Jean-Baptiste Lavastre (24 August 1839 – 24 April 1891) was a French landscape painter and scenic designer.

Biography 
A student of Édouard Desplechin as soon as 1854 when he was only fifteen (and then his associate from 1864 to 1870), Jean-Baptiste Lavastre eventually took over the workshop with his brother Antoine and Eugène Carpezat. They worked for the Opéra Garnier as well as for the Comédie-Française and the Opéra-Comique in Paris.
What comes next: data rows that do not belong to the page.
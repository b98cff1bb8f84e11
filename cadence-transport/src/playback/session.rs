//! Session phase: the axis orthogonal to play status
//!
//! A session is either live (`Active`), persisted with its engine released
//! (`Suspended`), or restoring a persisted session (`Activating`). While
//! activating, engine events of the reload and its seek are state updates,
//! not user-relevant changes.

use crate::engine::Generation;
use crate::error::{Error, Result};

#[derive(Debug, Clone, Copy, PartialEq, Eq, Default)]
pub enum SessionPhase {
    #[default]
    Active,
    Suspended,
    /// Waiting for the engine to confirm steady playback of `generation`
    Activating { generation: Generation },
}

impl SessionPhase {
    /// Legal transitions:
    ///
    /// ```text
    /// Active     -> Suspended | Activating   (cold start restore)
    /// Suspended  -> Active | Activating
    /// Activating -> Active | Suspended
    /// ```
    pub fn can_transition_to(&self, next: &SessionPhase) -> bool {
        use SessionPhase::*;
        matches!(
            (self, next),
            (Active, Suspended)
                | (Active, Activating { .. })
                | (Suspended, Active)
                | (Suspended, Activating { .. })
                | (Activating { .. }, Active)
                | (Activating { .. }, Suspended)
        )
    }

    /// Move to `next`, rejecting illegal transitions
    pub fn transition(&mut self, next: SessionPhase) -> Result<()> {
        if !self.can_transition_to(&next) {
            return Err(Error::InvalidState(format!(
                "illegal session transition {:?} -> {:?}",
                self, next
            )));
        }
        *self = next;
        Ok(())
    }

    pub fn is_suspended(&self) -> bool {
        matches!(self, SessionPhase::Suspended)
    }

    /// True while restoring and `generation` belongs to the restore
    pub fn is_restoring(&self, generation: Generation) -> bool {
        matches!(self, SessionPhase::Activating { generation: g } if *g == generation)
    }
}

impl std::fmt::Display for SessionPhase {
    fn fmt(&self, f: &mut std::fmt::Formatter<'_>) -> std::fmt::Result {
        match self {
            SessionPhase::Active => write!(f, "active"),
            SessionPhase::Suspended => write!(f, "suspended"),
            SessionPhase::Activating { .. } => write!(f, "activating"),
        }
    }
}
//! Point-to-plane distance flow over the typed channel.
//!
//! Rank 0 distributes one problem per worker, each worker computes the
//! signed distance from its point to its plane and forwards it to the
//! collector, and the collector drains one value per worker.
//!
//! For `n` problems the layout is: distributor `0`, workers `1..=n`,
//! collector `n + 1`. Any further ranks stay idle.

use crate::channel::MessageKind;
use crate::comm::Communicator;
use crate::error::{Error, Result};
use log::{debug, info};

/// Rank that hands out problems.
pub const DISTRIBUTOR: i32 = 0;

/// Plane `a·x + b·y + c·z = d` and a point to measure against it.
#[derive(Debug, Clone, Copy, PartialEq)]
pub struct PlaneProblem {
    /// Plane normal `(a, b, c)`.
    pub coefficients: [f64; 3],
    /// Point `(x, y, z)`.
    pub point: [f64; 3],
    /// Plane offset `d`.
    pub offset: f64,
}

impl PlaneProblem {
    /// Signed distance `(a·x + b·y + c·z − d) / sqrt(a² + b² + c²)`.
    pub fn distance(&self) -> f64 {
        plane_distance(self.coefficients, self.point, self.offset)
    }
}

/// Signed distance from `point` to the plane `coefficients · p = offset`.
pub fn plane_distance(coefficients: [f64; 3], point: [f64; 3], offset: f64) -> f64 {
    let [a, b, c] = coefficients;
    let [x, y, z] = point;
    (a * x + b * y + c * z - offset) / (a * a + b * b + c * c).sqrt()
}

/// The three problems of the tutorial run: normals `(1,2,3)`, `(4,5,6)`,
/// `(7,8,9)` against points `(1.13,2.13,3.13)`, `(4.13,5.13,6.13)`,
/// `(7.13,8.13,9.13)`, all with offset 10.
pub fn default_problems() -> Vec<PlaneProblem> {
    (0..3)
        .map(|i| {
            let base = 3.0 * i as f64;
            PlaneProblem {
                coefficients: [base + 1.0, base + 2.0, base + 3.0],
                point: [base + 1.13, base + 2.13, base + 3.13],
                offset: 10.0,
            }
        })
        .collect()
}

/// What a rank does in the flow.
#[derive(Debug, Clone, Copy, PartialEq, Eq)]
pub enum Role {
    /// Sends every problem out.
    Distributor,
    /// Solves the problem with this index.
    Worker(usize),
    /// Receives every distance.
    Collector,
    /// Takes no part.
    Idle,
}

impl Role {
    /// Role of `rank` when solving `problems` problems.
    pub fn for_rank(rank: i32, problems: usize) -> Role {
        let collector = problems as i32 + 1;
        match rank {
            DISTRIBUTOR => Role::Distributor,
            r if r == collector => Role::Collector,
            r if r > DISTRIBUTOR && r < collector => Role::Worker(r as usize - 1),
            _ => Role::Idle,
        }
    }
}

/// Rank of the collector for `problems` problems.
pub fn collector_rank(problems: usize) -> i32 {
    problems as i32 + 1
}

/// A distance reported to the collector.
#[derive(Debug, Clone, Copy, PartialEq)]
pub struct Distance {
    /// Worker that computed it.
    pub source: i32,
    /// The reported value (a mean, if the worker sent several).
    pub value: f64,
}

/// Run the flow on the calling rank. The collector returns every distance
/// in worker order; the other ranks return `None`.
///
/// # Errors
///
/// Returns [`Error::Config`] if the group is smaller than `problems + 2`.
pub fn run(comm: &Communicator, problems: &[PlaneProblem]) -> Result<Option<Vec<Distance>>> {
    let needed = problems.len() + 2;
    if (comm.size() as usize) < needed {
        return Err(Error::Config(format!(
            "{} problems need {needed} workers, group has {}",
            problems.len(),
            comm.size()
        )));
    }
    match Role::for_rank(comm.rank(), problems.len()) {
        Role::Distributor => distribute(comm, problems).map(|()| None),
        Role::Worker(_) => solve(comm, collector_rank(problems.len())).map(|_| None),
        Role::Collector => collect(comm, problems.len()).map(Some),
        Role::Idle => Ok(None),
    }
}

/// Send problem `i` to worker rank `i + 1`.
pub fn distribute(comm: &Communicator, problems: &[PlaneProblem]) -> Result<()> {
    for (i, problem) in problems.iter().enumerate() {
        let dest = i as i32 + 1;
        comm.send_kind(MessageKind::Coefficients, dest, &problem.coefficients)?;
        comm.send_kind(MessageKind::Variables, dest, &problem.point)?;
        comm.send_kind(MessageKind::Constant, dest, &[problem.offset])?;
        debug!("distributor: problem {i} sent to rank {dest}");
    }
    Ok(())
}

/// Receive one problem from the distributor, solve it, and forward the
/// distance to `collector`.
pub fn solve(comm: &Communicator, collector: i32) -> Result<f64> {
    let point = receive_triple(comm, MessageKind::Variables)?;
    let coefficients = receive_triple(comm, MessageKind::Coefficients)?;
    let offset = comm
        .receive_kind(MessageKind::Constant, DISTRIBUTOR)?
        .into_values()[0];

    let distance = plane_distance(coefficients, point, offset);
    debug!("rank {}: distance {distance}", comm.rank());
    comm.send_kind(MessageKind::Constant, collector, &[distance])?;
    Ok(distance)
}

fn receive_triple(comm: &Communicator, kind: MessageKind) -> Result<[f64; 3]> {
    let values = comm.receive_kind(kind, DISTRIBUTOR)?.into_values();
    match values[..] {
        [a, b, c] => Ok([a, b, c]),
        // A reshaped triple collapses to one mean; spread it over the axes.
        [mean] => Ok([mean; 3]),
        _ => Err(Error::InvalidCount(values.len() as i64)),
    }
}

/// Drain one distance from each of the `workers` worker ranks, in rank order.
pub fn collect(comm: &Communicator, workers: usize) -> Result<Vec<Distance>> {
    let mut distances = Vec::with_capacity(workers);
    for source in 1..=workers as i32 {
        let value = comm
            .receive_kind(MessageKind::Constant, source)?
            .into_values()[0];
        distances.push(Distance { source, value });
    }
    for d in &distances {
        info!("distance from rank {}: {:.6}", d.source, d.value);
    }
    Ok(distances)
}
For the Opéra Le Peletier, he realised the decors, inter alia, for Hamlet by Ambroise Thomas, Don Giovanni, L'Africaine by Giacomo Meyerbeer. The Opéra-Comique, whose ceiling he painted, owes him the setting for Jean de Nivelle and the forest of Lakmé by Léo Delibes, Manon by Jules Massenet and The Tales of Hoffmann by Jacques Offenbach.

He is the author, among others, of the ceiling of the théâtre de l'Ambigu-Comique.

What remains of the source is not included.